Positive Ajmaline provocation test for Brugada syndrome: acute and long-term outcomes

FUNDING ACKNOWLEDGEMENTS: Type of funding sources: None. INTRODUCTION: Diagnosis of Brugada Syndrome (BrS) is established either by a observing a spontaneous Type 1 Brugada pattern on ECG or by unmasking Type 1 pattern with a drug challenge using a sodium channel blocker in suspected individuals. There are no clear indications on when to apply the Ajmaline provocation test and how to manage positive case. Data regarding the long-term outcome of this population is limited. The present study was designed to evaluate the incidence and identify predictors of arrhythmic events among subjects with Ajmaline induced Brugada ECG. OBJECTIVES: To evaluate the long-term outcomes of subjects diagnosed with drug induced Brugada ECG. METHODS: A multicenter international consecutive cohort including all cases of positive Ajmaline provocation test from 5 large electrophysiology centers form Israel, France, and Switzerland RESULTS: A total of 130 patients were recruited, the majority were males (70.8%) and Caucasian (97.7%). In our cohort the most frequent indication for performing an ajmaline test was a family history of BrS or sudden cardiac death (43.1%), then a suspicious ECG (38.5%), syncope (16.1%) and 3 with ventricular fibrillation (VF) (2.3%). The common infusion protocols used were 1mg/kg over 5 minutes (56%) and 1mg/kg over 10 minutes (26%).
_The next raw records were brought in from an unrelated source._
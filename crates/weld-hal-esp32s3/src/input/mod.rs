pub mod buttons;
pub mod rotary;
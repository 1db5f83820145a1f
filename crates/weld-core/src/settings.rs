//! Persisted weld parameters and their bounds.

/// Pulse count used on first boot.
pub const DEFAULT_REPEAT_COUNT: u8 = 5;
/// Half-period used on first boot.
pub const DEFAULT_DELAY_MS: u16 = 50;

/// The two operator-tunable weld parameters.
#[derive(Clone, Copy, Debug, Eq, PartialEq)]
pub struct WeldSettings {
    /// Number of ON/OFF pulses per fire.
    pub repeat_count: u8,
    /// Duration of each ON and each OFF half of a pulse.
    pub delay_ms: u16,
}

impl Default for WeldSettings {
    fn default() -> Self {
        Self::new(DEFAULT_REPEAT_COUNT, DEFAULT_DELAY_MS)
    }
}

impl WeldSettings {
    pub const fn new(repeat_count: u8, delay_ms: u16) -> Self {
        Self {
            repeat_count,
            delay_ms,
        }
    }

    /// Forces both fields into `limits`.
    pub fn clamped(self, limits: SettingsLimits) -> Self {
        Self {
            repeat_count: self.repeat_count.clamp(1, limits.max_repeat_count),
            delay_ms: self.delay_ms.clamp(1, limits.max_delay_ms),
        }
    }

    pub fn is_within(&self, limits: SettingsLimits) -> bool {
        (1..=limits.max_repeat_count).contains(&self.repeat_count)
            && (1..=limits.max_delay_ms).contains(&self.delay_ms)
    }
}

/// Upper bounds for the editable fields. The lower bound is always 1.
#[derive(Clone, Copy, Debug, Eq, PartialEq)]
pub struct SettingsLimits {
    pub max_repeat_count: u8,
    pub max_delay_ms: u16,
}

impl SettingsLimits {
    /// Add/subtract push-button panel, four-digit delay field.
    pub const BUTTONS: Self = Self {
        max_repeat_count: u8::MAX,
        max_delay_ms: 9_999,
    };

    /// Rotary encoder panel, three-digit delay field.
    pub const ENCODER: Self = Self {
        max_repeat_count: u8::MAX,
        max_delay_ms: 999,
    };
}

/// Abstract settings persistence backend.
pub trait SettingsStore {
    type Error;

    /// Returns `Ok(None)` when no valid record exists.
    fn load(&mut self) -> Result<Option<WeldSettings>, Self::Error>;
    fn save(&mut self, settings: &WeldSettings) -> Result<(), Self::Error>;
}
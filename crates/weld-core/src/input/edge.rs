/// Turns a level-sampled input into single-shot activation edges.
///
/// The latch sets on the first active sample and only clears once an
/// inactive sample is seen, so a held input reports exactly one edge.
#[derive(Clone, Copy, Debug, Default, Eq, PartialEq)]
pub struct EdgeLatch {
    latched: bool,
}

impl EdgeLatch {
    pub const fn new() -> Self {
        Self { latched: false }
    }

    /// Feeds one sample. Returns `true` on an inactive-to-active edge.
    pub fn update(&mut self, active: bool) -> bool {
        match (active, self.latched) {
            (true, false) => {
                self.latched = true;
                true
            }
            (false, true) => {
                self.latched = false;
                false
            }
            _ => false,
        }
    }

    /// Whether the input is currently considered held.
    pub const fn is_latched(&self) -> bool {
        self.latched
    }
}

#[cfg(test)]
mod tests {
    use super::*;

    #[test]
    fn held_input_edges_once() {
        let mut latch = EdgeLatch::new();
        assert!(latch.update(true));
        for _ in 0..50 {
            assert!(!latch.update(true));
        }
        assert!(latch.is_latched());
    }

    #[test]
    fn release_rearms_without_an_event() {
        let mut latch = EdgeLatch::new();
        assert!(latch.update(true));
        assert!(!latch.update(false));
        assert!(!latch.is_latched());
        assert!(latch.update(true));
    }

    #[test]
    fn idle_input_never_edges() {
        let mut latch = EdgeLatch::new();
        assert!(!latch.update(false));
        assert!(!latch.update(false));
    }
}
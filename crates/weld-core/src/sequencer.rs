//! Blocking pulse sequencer for the weld output.
//!
//! A fire runs to completion: nothing is polled or redrawn while the output
//! is pulsing and there is no way to cancel a started sequence.

use embedded_hal::{delay::DelayNs, digital::OutputPin};
use log::debug;

use crate::settings::WeldSettings;

/// Shape of one fire sequence.
#[derive(Clone, Copy, Debug, Eq, PartialEq)]
pub struct PulsePlan {
    pub count: u8,
    /// Duration of the ON half and of the OFF half of every pulse.
    pub half_period_ms: u16,
}

impl PulsePlan {
    pub const fn new(count: u8, half_period_ms: u16) -> Self {
        Self {
            count,
            half_period_ms,
        }
    }

    /// Wall time of the whole sequence.
    pub const fn total_ms(&self) -> u32 {
        2 * self.count as u32 * self.half_period_ms as u32
    }
}

impl From<&WeldSettings> for PulsePlan {
    fn from(settings: &WeldSettings) -> Self {
        Self::new(settings.repeat_count, settings.delay_ms)
    }
}

/// Drives the weld output with a blocking delay provider.
#[derive(Debug)]
pub struct PulseSequencer<OUT, D> {
    output: OUT,
    delay: D,
}

impl<OUT, D> PulseSequencer<OUT, D>
where
    OUT: OutputPin,
    D: DelayNs,
{
    pub fn new(output: OUT, delay: D) -> Self {
        Self { output, delay }
    }

    /// Releases the owned output and delay.
    pub fn release(self) -> (OUT, D) {
        (self.output, self.delay)
    }

    /// Runs `plan.count` ON/OFF pulses. On an output fault the output is
    /// driven low (best effort) and the fault is returned.
    pub fn fire(&mut self, plan: PulsePlan) -> Result<(), OUT::Error> {
        debug!(
            "fire: {} pulses x {} ms ({} ms total)",
            plan.count,
            plan.half_period_ms,
            plan.total_ms()
        );

        let result = self.run(plan);
        if result.is_err() {
            let _ = self.output.set_low();
        }
        result
    }

    fn run(&mut self, plan: PulsePlan) -> Result<(), OUT::Error> {
        for _ in 0..plan.count {
            self.output.set_high()?;
            self.delay.delay_ms(plan.half_period_ms as u32);
            self.output.set_low()?;
            self.delay.delay_ms(plan.half_period_ms as u32);
        }
        Ok(())
    }
}
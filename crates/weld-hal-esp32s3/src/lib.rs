#![no_std]

pub mod input;
pub mod platform;
pub mod storage;
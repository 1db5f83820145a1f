//! Character display abstraction and the fixed two-row settings screen.

use core::fmt::Write;

use crate::{edit::Field, settings::WeldSettings};

/// Panel width the layout is designed for.
pub const DISPLAY_COLUMNS: u8 = 16;
/// Panel height the layout is designed for.
pub const DISPLAY_ROWS: u8 = 2;

const LABEL_COL: u8 = 1;
const VALUE_COL: u8 = 10;
const BRACKET_OPEN_COL: u8 = 9;
const BRACKET_CLOSE_COL: u8 = 14;
const REPEAT_LABEL: &str = "Repeat";
const DELAY_LABEL: &str = "Delay";

/// Cursor-addressed text display.
pub trait CharacterDisplay {
    type Error;

    fn clear(&mut self) -> Result<(), Self::Error>;
    fn set_cursor(&mut self, col: u8, row: u8) -> Result<(), Self::Error>;
    fn write_str(&mut self, text: &str) -> Result<(), Self::Error>;

    fn write_number(&mut self, value: u32) -> Result<(), Self::Error> {
        let mut digits: heapless::String<10> = heapless::String::new();
        // u32::MAX has ten digits, formatting cannot overflow the buffer.
        let _ = write!(digits, "{}", value);
        self.write_str(&digits)
    }
}

/// Redraws both parameters and brackets the selected one.
pub fn draw_settings<D>(
    display: &mut D,
    settings: &WeldSettings,
    cursor: Field,
) -> Result<(), D::Error>
where
    D: CharacterDisplay,
{
    display.clear()?;

    display.set_cursor(LABEL_COL, Field::RepeatCount.row())?;
    display.write_str(REPEAT_LABEL)?;
    display.set_cursor(VALUE_COL, Field::RepeatCount.row())?;
    display.write_number(settings.repeat_count as u32)?;

    display.set_cursor(LABEL_COL, Field::Delay.row())?;
    display.write_str(DELAY_LABEL)?;
    display.set_cursor(VALUE_COL, Field::Delay.row())?;
    display.write_number(settings.delay_ms as u32)?;

    display.set_cursor(BRACKET_OPEN_COL, cursor.row())?;
    display.write_str("[")?;
    display.set_cursor(BRACKET_CLOSE_COL, cursor.row())?;
    display.write_str("]")
}

/// Two centred lines, used for the boot title.
pub fn draw_splash<D>(display: &mut D, title: &str, subtitle: &str) -> Result<(), D::Error>
where
    D: CharacterDisplay,
{
    display.clear()?;
    display.set_cursor(centered_col(title), 0)?;
    display.write_str(title)?;
    display.set_cursor(centered_col(subtitle), 1)?;
    display.write_str(subtitle)
}

fn centered_col(text: &str) -> u8 {
    let len = text.len().min(DISPLAY_COLUMNS as usize) as u8;
    (DISPLAY_COLUMNS - len) / 2
}
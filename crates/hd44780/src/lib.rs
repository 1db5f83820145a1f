#![cfg_attr(not(test), no_std)]

//! HD44780 character LCD driver for PCF8574 I2C backpacks.

pub mod protocol;

use embedded_hal::{delay::DelayNs, i2c::I2c};

use protocol::Register;

/// Driver configuration.
#[derive(Clone, Copy, Debug, Eq, PartialEq)]
pub struct Config {
    /// 7-bit I2C address of the PCF8574 expander.
    pub address: u8,
    /// Visible columns.
    pub columns: u8,
    /// Visible rows.
    pub rows: u8,
    /// Backlight state applied to every transfer.
    pub backlight: bool,
}

impl Default for Config {
    fn default() -> Self {
        Self {
            address: 0x27,
            columns: 16,
            rows: 2,
            backlight: true,
        }
    }
}

impl Config {
    pub const fn with_address(mut self, address: u8) -> Self {
        self.address = address;
        self
    }
}

/// Driver errors.
#[derive(Debug, Clone, Copy, Eq, PartialEq)]
pub enum Error<I2cErr> {
    /// I2C transaction failed.
    I2c(I2cErr),
    /// Cursor position is outside the configured panel.
    InvalidInput,
}

pub type DriverResult<I2cErr> = Result<(), Error<I2cErr>>;

/// HD44780 driver running the controller in 4-bit mode.
#[derive(Debug)]
pub struct Hd44780<I2C> {
    i2c: I2C,
    config: Config,
}

impl<I2C> Hd44780<I2C>
where
    I2C: I2c,
{
    /// Creates a new driver instance. Call [`Self::initialize`] before use.
    pub fn new(i2c: I2C, config: Config) -> Self {
        Self { i2c, config }
    }

    /// Releases the owned bus.
    pub fn release(self) -> I2C {
        self.i2c
    }

    /// Runs the reset-by-instruction sequence and leaves the panel cleared.
    pub fn initialize<D>(&mut self, delay: &mut D) -> DriverResult<I2C::Error>
    where
        D: DelayNs,
    {
        // Power-on settle time before the first instruction.
        delay.delay_ms(50);

        for wait_us in [4_500, 150, 150] {
            self.write_nibble(protocol::INIT_8BIT_NIBBLE, Register::Instruction)?;
            delay.delay_us(wait_us);
        }
        self.write_nibble(protocol::INIT_4BIT_NIBBLE, Register::Instruction)?;
        delay.delay_us(protocol::COMMAND_HOLD_US);

        self.command(protocol::CMD_FUNCTION_4BIT_2LINE, delay)?;
        self.command(protocol::CMD_DISPLAY_ON, delay)?;
        self.command(protocol::CMD_ENTRY_MODE, delay)?;
        self.clear(delay)
    }

    /// Clears DDRAM and homes the cursor.
    pub fn clear<D>(&mut self, delay: &mut D) -> DriverResult<I2C::Error>
    where
        D: DelayNs,
    {
        self.write_byte(protocol::CMD_CLEAR, Register::Instruction)?;
        delay.delay_us(protocol::CLEAR_HOLD_US);
        Ok(())
    }

    /// Moves the cursor to `col`, `row` (both zero based).
    pub fn set_cursor<D>(&mut self, col: u8, row: u8, delay: &mut D) -> DriverResult<I2C::Error>
    where
        D: DelayNs,
    {
        let cmd = protocol::ddram_command(col, row, self.config.columns, self.config.rows)
            .ok_or(Error::InvalidInput)?;
        self.command(cmd, delay)
    }

    /// Writes ASCII text at the cursor. Non-ASCII characters are shown as `?`.
    pub fn write_str<D>(&mut self, text: &str, delay: &mut D) -> DriverResult<I2C::Error>
    where
        D: DelayNs,
    {
        for ch in text.chars() {
            let byte = if ch.is_ascii() { ch as u8 } else { b'?' };
            self.write_byte(byte, Register::Data)?;
            delay.delay_us(protocol::COMMAND_HOLD_US);
        }
        Ok(())
    }

    fn command<D>(&mut self, cmd: u8, delay: &mut D) -> DriverResult<I2C::Error>
    where
        D: DelayNs,
    {
        self.write_byte(cmd, Register::Instruction)?;
        delay.delay_us(protocol::COMMAND_HOLD_US);
        Ok(())
    }

    fn write_nibble(&mut self, nibble: u8, register: Register) -> DriverResult<I2C::Error> {
        let frames = protocol::nibble_frames(nibble, register, self.config.backlight);
        self.i2c
            .write(self.config.address, &frames)
            .map_err(Error::I2c)
    }

    fn write_byte(&mut self, byte: u8, register: Register) -> DriverResult<I2C::Error> {
        let frames = protocol::byte_frames(byte, register, self.config.backlight);
        self.i2c
            .write(self.config.address, &frames)
            .map_err(Error::I2c)
    }
}
// ─── Tests ───────────────────────────────────────────────────────────────────

#[cfg(test)]
mod tests {
  use serde_json::json;

  use super::*;

  fn valid_draft(name: &str) -> RecordDraft {
    RecordDraft {
      full_name: name.to_string(),
      address: "12/3".to_string(),
      waste_methods: vec![vocab::WASTE_METHODS[0].to_string()],
      water_methods: vec![vocab::WATER_METHODS[0].to_string()],
      ..RecordDraft::default()
    }
  }

  #[test]
  fn default_draft_uses_first_options() {
    let d = RecordDraft::default();
    assert_eq!(d.address_type, vocab::ADDRESS_TYPES[0]);
    assert_eq!(d.household_size, 1);
    assert_eq!(d.lat, Some(vocab::DEFAULT_LAT));
  }

  #[test]
  fn validate_accepts_complete_draft() {
    assert_eq!(valid_draft("Somchai").validate(), Ok(()));
  }

  #[test]
  fn validate_requires_name_and_address() {
    let mut d = valid_draft("   ");
    assert_eq!(d.validate(), Err(ValidationError::MissingField("full name")));
    d.full_name = "Somchai".into();
    d.address = String::new();
    assert_eq!(d.validate(), Err(ValidationError::MissingField("address")));
  }

  #[test]
  fn validate_rejects_empty_method_selections() {
    let mut d = valid_draft("Somchai");
    d.waste_methods.clear();
    assert_eq!(d.validate(), Err(ValidationError::NoWasteMethod));

    let mut d = valid_draft("Somchai");
    d.water_methods.clear();
    assert_eq!(d.validate(), Err(ValidationError::NoWaterMethod));
  }

  #[test]
  fn validate_requires_other_description() {
    let mut d = valid_draft("Somchai");
    d.address_type = vocab::OTHER.into();
    assert_eq!(d.validate(), Err(ValidationError::MissingOtherAddressType));
    d.address_type_other = "วัด".into();
    assert_eq!(d.validate(), Ok(()));
  }

  #[test]
  fn validate_rejects_unknown_community() {
    let mut d = valid_draft("Somchai");
    d.community = "Atlantis".into();
    assert!(matches!(
      d.validate(),
      Err(ValidationError::UnknownOption { field: "community", .. })
    ));
  }

  #[test]
  fn create_mints_identity_and_normalises() {
    let mut d = valid_draft("  Somchai  ");
    d.shop_name = "  ".into();
    d.address_type_other = "ignored".into();
    d.lat = Some(19.30205249);
    d.waste_methods.push(vocab::WASTE_METHODS[0].into());

    let r = Record::create(d, None);
    assert!(Uuid::parse_str(&r.id).is_ok());
    assert!(r.timestamp.ends_with('Z'));
    assert_eq!(r.full_name, "Somchai");
    assert_eq!(r.shop_name, None);
    assert_eq!(r.address_type_other, None);
    assert_eq!(r.lat, Some(19.302052));
    assert_eq!(r.waste_methods.len(), 1);
  }

  #[test]
  fn revise_preserves_identity_and_image() {
    let original = Record::create(valid_draft("A"), Some("https://img/1".into()));
    let mut d = RecordDraft::from_record(&original);
    d.full_name = "B".into();

    let revised = Record::revise(&original, d.clone(), None);
    assert_eq!(revised.id, original.id);
    assert_eq!(revised.timestamp, original.timestamp);
    assert_eq!(revised.full_name, "B");
    assert_eq!(revised.image_url.as_deref(), Some("https://img/1"));

    let replaced = Record::revise(&original, d, Some("https://img/2".into()));
    assert_eq!(replaced.image_url.as_deref(), Some("https://img/2"));
  }

  #[test]
  fn decodes_sheet_values_leniently() {
    let r: Record = serde_json::from_value(json!({
      "id": "r1",
      "timestamp": "2024-01-01T00:00:00.000Z",
      "addressType": "ร้านค้า",
      "addressTypeOther": "",
      "community": "จองคำ",
      "fullName": "Somchai",
      "address": 45,
      "street": "อุดมชาว",
      "phone": 812345678,
      "householdSize": "3",
      "wasteMethods": [],
      "waterMethods": [],
      "responsiblePerson": "สมชาย",
      "imageUrl": "",
      "lat": "",
      "lng": 97.965449
    }))
    .unwrap();

    assert_eq!(r.address, "45");
    assert_eq!(r.phone, "812345678");
    assert_eq!(r.household_size, 3);
    assert_eq!(r.address_type_other, None);
    assert_eq!(r.image_url, None);
    assert_eq!(r.lat, None);
    assert_eq!(r.lng, Some(97.965449));
  }

  #[test]
  fn blank_method_cells_decode_as_empty() {
    let rows: Vec<Record> = serde_json::from_value(json!([
      { "id": "full", "wasteMethods": ["นำไปทำปุ๋ย"], "waterMethods": [] },
      { "id": "blank", "wasteMethods": "", "waterMethods": null },
    ]))
    .unwrap();
    assert_eq!(rows.len(), 2);
    assert_eq!(rows[0].waste_methods, ["นำไปทำปุ๋ย"]);
    assert!(rows[1].waste_methods.is_empty());
    assert!(rows[1].water_methods.is_empty());
  }

  #[test]
  fn joined_method_cell_is_split() {
    let r: Record = serde_json::from_value(json!({
      "id": "x",
      "wasteMethods": "นำไปทำปุ๋ย, นำไปเป็นอาหารของสัตว์,",
      "waterMethods": ["ปล่อยน้ำเสียลงบ่อเกรอะ", null, " "],
    }))
    .unwrap();
    assert_eq!(r.waste_methods, ["นำไปทำปุ๋ย", "นำไปเป็นอาหารของสัตว์"]);
    assert_eq!(r.water_methods, ["ปล่อยน้ำเสียลงบ่อเกรอะ"]);
  }

  #[test]
  fn blank_household_size_counts_as_zero() {
    let r: Record =
      serde_json::from_value(json!({ "id": "x", "householdSize": "" })).unwrap();
    assert_eq!(r.household_size, 0);
  }

  #[test]
  fn serialises_camel_case_and_skips_absent_optionals() {
    let r = Record::create(valid_draft("Somchai"), None);
    let v = serde_json::to_value(&r).unwrap();
    assert_eq!(v["fullName"], "Somchai");
    assert_eq!(v["householdSize"], 1);
    assert!(v.get("imageUrl").is_none());
    assert!(v.get("shopName").is_none());
  }

  #[test]
  fn navigation_url_requires_both_coordinates() {
    let mut r = Record::create(valid_draft("A"), None);
    assert_eq!(
      r.navigation_url().as_deref(),
      Some("https://www.google.com/maps/dir/?api=1&destination=19.302052,97.965449")
    );
    r.lng = None;
    assert_eq!(r.navigation_url(), None);
  }

  #[test]
  fn display_address_type_prefers_other_text() {
    let mut d = valid_draft("A");
    d.address_type = vocab::OTHER.into();
    d.address_type_other = "วัด".into();
    let r = Record::create(d, None);
    assert_eq!(r.display_address_type(), "วัด");
  }
}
In all centers ajmaline infusion was stopped when type 1 Brugada pattern was observed. No adverse events occurred during the studies. All patients received instructions regarding the avoidance of arrhythmic triggers (specific drugs, alcohol and reduction of fever). During a median follow up time of 36 (7.5-66.9) months, 9 syncope occurred, 15 ICD (3 for secondary prevention because of VF as initial presentation) and 29 ILRs were implanted. No VF or deaths occurred in any of the study groups. CONCLUSION: In the present study of consecutive patients with a positive Ajmaline provocation test, there were no adverse outcomes during a median follow up of 3 years, irrespective of the indication for the test. Our results, indicating a low risk, are in agreement with the current ESC guidelines limiting the diagnosis of Brugada syndrome. Further research is warranted to test whether these patients maybe be managed safely solely by education to avoid arrhythmic triggers.